Set down, exactly as written, every line from the top of the records below to the line containing "An axis mapping", both ends included, and no others.

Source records
=== Begin Enclosure ===
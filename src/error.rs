//! Error types for loading calibration profiles, mounting tables and estimator configuration.

use alloc::string::String;
use thiserror::Error;

/// Errors raised while loading or validating external configuration.
///
/// The numerical core never fails; only the loaders return this type.
#[derive(Debug, Error)]
pub enum Error {
    /// The calibration or configuration file could not be read.
    #[cfg(feature = "std")]
    #[cfg_attr(docsrs, doc(cfg(feature = "std")))]
    #[error("failed to read `{}`", .path.display())]
    Io {
        /// The file that was accessed.
        path: std::path::PathBuf,
        /// The underlying I/O error.
        #[source]
        source: std::io::Error,
    },

    /// The calibration data is not valid JSON or does not match the schema.
    #[cfg(feature = "std")]
    #[cfg_attr(docsrs, doc(cfg(feature = "std")))]
    #[error("malformed calibration data: {0}")]
    Json(#[from] serde_json::Error),

    /// The configuration is not valid TOML or does not match the schema.
    #[cfg(feature = "std")]
    #[cfg_attr(docsrs, doc(cfg(feature = "std")))]
    #[error("malformed configuration: {0}")]
    Toml(#[from] toml::de::Error),

    /// A calibration value is NaN or infinite.
    #[error("{sensor} calibration contains a non-finite {field} value")]
    NonFinite {
        /// The sensor section, e.g. `"accelerometer"`.
        sensor: &'static str,
        /// The offending field, e.g. `"scale_factors"`.
        field: &'static str,
    },

    /// An estimator configuration value is out of range.
    #[error("invalid estimator configuration: {0}")]
    InvalidConfig(&'static str),

    /// An axis mapping could not be parsed, e.g. `"+w"`.
    #[error("invalid axis mapping `{0}`, expected one of +x, -x, +y, -y, +z, -z")]
    InvalidAxis(String),

    /// A frame transform does not map every device axis exactly once.
    #[error("invalid {0} mounting: the rows must use each device axis exactly once")]
    InvalidMounting(&'static str),
}
use crate::calibration::{
    AccelerometerCalibration, CalibrationProfile, GyroscopeCalibration, MagnetometerCalibration,
    RAW_SENSOR_COORDINATES,
};
use crate::error::Error;
use crate::num::Real;
use serde::Deserialize;
use std::path::Path;
use tracing::{debug, warn};

/// The on-disk layout of a calibration run.
#[derive(Debug, Default, Deserialize)]
#[serde(default)]
struct CalibrationFile {
    timestamp: Option<String>,
    coordinate_system: Option<String>,
    accelerometer: Option<AccelerometerSection>,
    gyroscope: Option<GyroscopeSection>,
    magnetometer: Option<MagnetometerSection>,
    abnormalities: Vec<String>,
}

#[derive(Debug, Default, Deserialize)]
#[serde(default)]
struct AccelerometerSection {
    bias_raw: Option<[f64; 3]>,
    scale_factors: Option<[f64; 3]>,
}

#[derive(Debug, Default, Deserialize)]
#[serde(default)]
struct GyroscopeSection {
    bias_raw: Option<[f64; 3]>,
}

#[derive(Debug, Default, Deserialize)]
#[serde(default)]
struct MagnetometerSection {
    hard_iron_offset_raw: Option<[f64; 3]>,
    soft_iron_scale_raw: Option<[f64; 3]>,
}

fn convert<T: Real>(values: Option<[f64; 3]>, default: f64) -> [T; 3] {
    values.unwrap_or([default; 3]).map(nalgebra::convert::<f64, T>)
}

impl<T> CalibrationProfile<T>
where
    T: Real,
{
    /// Parses a calibration profile from its JSON representation.
    ///
    /// Missing sections are kept absent, missing fields of a present section
    /// default to zero offsets and unit scales. A missing `coordinate_system`, or one
    /// other than `"raw_sensor_coordinates"`, is reported as a warning; the profile
    /// is still used.
    pub fn from_json_str(json: &str) -> Result<Self, Error> {
        let file: CalibrationFile = serde_json::from_str(json)?;

        let profile = Self {
            timestamp: file.timestamp,
            coordinate_system: file.coordinate_system,
            accelerometer: file.accelerometer.map(|s| AccelerometerCalibration {
                bias: convert(s.bias_raw, 0.0),
                scale: convert(s.scale_factors, 1.0),
            }),
            gyroscope: file.gyroscope.map(|s| GyroscopeCalibration {
                bias: convert(s.bias_raw, 0.0),
            }),
            magnetometer: file.magnetometer.map(|s| MagnetometerCalibration {
                hard_iron_offset: convert(s.hard_iron_offset_raw, 0.0),
                soft_iron_scale: convert(s.soft_iron_scale_raw, 1.0),
            }),
            quality_issues: file.abnormalities,
        };

        profile.validate()?;

        if !profile.has_expected_coordinate_system() {
            warn!(
                coordinate_system = profile.coordinate_system.as_deref().unwrap_or("unknown"),
                expected = RAW_SENSOR_COORDINATES,
                "Calibration was recorded in an unexpected coordinate system"
            );
        }

        debug!(
            timestamp = profile.timestamp.as_deref(),
            accelerometer = profile.accelerometer.is_some(),
            gyroscope = profile.gyroscope.is_some(),
            magnetometer = profile.magnetometer.is_some(),
            quality = ?profile.quality(),
            "Loaded calibration profile"
        );

        Ok(profile)
    }

    /// Reads and parses a calibration profile from a JSON file.
    pub fn from_path<P: AsRef<Path>>(path: P) -> Result<Self, Error> {
        let path = path.as_ref();
        let json = std::fs::read_to_string(path).map_err(|source| Error::Io {
            path: path.to_path_buf(),
            source,
        })?;
        Self::from_json_str(&json)
    }
}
=== End Enclosure ===
> [Answer for the task]:
filename src/error.rs
//! Error types for loading calibration profiles, mounting tables and estimator configuration.

use alloc::string::String;
use thiserror::Error;

/// Errors raised while loading or validating external configuration.
///
/// The numerical core never fails; only the loaders return this type.
#[derive(Debug, Error)]
pub enum Error {
    /// The calibration or configuration file could not be read.
    #[cfg(feature = "std")]
    #[cfg_attr(docsrs, doc(cfg(feature = "std")))]
    #[error("failed to read `{}`", .path.display())]
    Io {
        /// The file that was accessed.
        path: std::path::PathBuf,
        /// The underlying I/O error.
        #[source]
        source: std::io::Error,
    },

    /// The calibration data is not valid JSON or does not match the schema.
    #[cfg(feature = "std")]
    #[cfg_attr(docsrs, doc(cfg(feature = "std")))]
    #[error("malformed calibration data: {0}")]
    Json(#[from] serde_json::Error),

    /// The configuration is not valid TOML or does not match the schema.
    #[cfg(feature = "std")]
    #[cfg_attr(docsrs, doc(cfg(feature = "std")))]
    #[error("malformed configuration: {0}")]
    Toml(#[from] toml::de::Error),

    /// A calibration value is NaN or infinite.
    #[error("{sensor} calibration contains a non-finite {field} value")]
    NonFinite {
        /// The sensor section, e.g. `"accelerometer"`.
        sensor: &'static str,
        /// The offending field, e.g. `"scale_factors"`.
        field: &'static str,
    },

    /// An estimator configuration value is out of range.
    #[error("invalid estimator configuration: {0}")]
    InvalidConfig(&'static str),

    /// An axis mapping could not be parsed, e.g. `"+w"`.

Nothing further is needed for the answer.